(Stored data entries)
// Copyright (C) 2026 Melanin Click Team
// Licensed under GPL-3.0-or-later

// Minimal key=value config files the nodes read at startup.

use crate::error::{InstallError, InstallResult};
use crate::package::{InstallLayout, PackageId, Variant};
use std::io::{ErrorKind, Write};
use std::path::{Path, PathBuf};

const MAINNET: &[(&str, &str)] = &[("daemon", "1"), ("txindex", "1")];

// txindex cannot be combined with pruning
const PRUNED: &[(&str, &str)] = &[("prune", "550"), ("daemon", "1")];

const WHIVE: &[(&str, &str)] = &[("daemon", "1"), ("txindex", "1")];

#[derive(Debug, Clone, PartialEq, Eq)]
pub struct RuntimeConfig {
    package: PackageId,
    variant: Variant,
    path: PathBuf,
    entries: &'static [(&'static str, &'static str)],
}

impl RuntimeConfig {
    /// Config for a package variant, or `None` for packages that run without one.
    pub fn for_package(layout: &InstallLayout, package: PackageId, variant: Variant) -> Option<Self> {
        let dir = layout.config_dir(package, variant)?;
        let (file, entries) = match (package, variant) {
            (PackageId::Bitcoin, Variant::Mainnet) => ("bitcoin.conf", MAINNET),
            (PackageId::Bitcoin, Variant::Pruned) => ("bitcoin.conf", PRUNED),
            (PackageId::Whive, _) => ("whive.conf", WHIVE),
            (PackageId::Lnd, _) | (PackageId::CpuMiner, _) => return None,
        };
        Some(Self {
            package,
            variant,
            path: dir.join(file),
            entries,
        })
    }

    pub fn path(&self) -> &Path {
        &self.path
    }

    /// Data directory the config lives in.
    pub fn dir(&self) -> &Path {
        self.path.parent().unwrap_or(&self.path)
    }

    /// Command-line arguments that point the node at this config.
    pub fn node_args(&self) -> Vec<String> {
        match (self.package, self.variant) {
            (PackageId::Bitcoin, Variant::Mainnet) => {
                vec![format!("-conf={}", self.path.display())]
            }
            (PackageId::Bitcoin, Variant::Pruned) => vec![
                format!("-datadir={}", self.dir().display()),
                format!("-conf={}", self.path.display()),
            ],
            // whive-qt finds ~/.whive/whive.conf on its own
            _ => Vec::new(),
        }
    }

    pub fn render(&self) -> String {
        self.entries
            .iter()
            .map(|(key, value)| format!("{}={}\n", key, value))
            .collect()
    }

    /// Write the file unless one already exists.
    ///
    /// Returns `true` when a new file was created. An existing file is never
    /// opened for writing, so operator edits survive reinstalls.
    pub fn materialize(&self) -> InstallResult<bool> {
        std::fs::create_dir_all(self.dir())
            .map_err(|e| InstallError::filesystem(format!("Failed to create {:?}", self.dir()), e))?;

        let mut file = match std::fs::OpenOptions::new()
            .write(true)
            .create_new(true)
            .open(&self.path)
        {
            Ok(file) => file,
            Err(e) if e.kind() == ErrorKind::AlreadyExists => {
                crate::debug::log(&format!("Config {:?} already present, leaving it alone", self.path));
                return Ok(false);
            }
            Err(e) => {
                return Err(InstallError::filesystem(format!("Failed to create {:?}", self.path), e))
            }
        };

        file.write_all(self.render().as_bytes())
            .map_err(|e| InstallError::filesystem(format!("Failed to write {:?}", self.path), e))?;

        crate::debug::log(&format!("Wrote config {:?}", self.path));
        Ok(true)
    }
}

**Exercise prompt:**
Each line above that contains the word "String" should be returned.

**Solution for this task:**
    pub fn node_args(&self) -> Vec<String> {
    pub fn render(&self) -> String {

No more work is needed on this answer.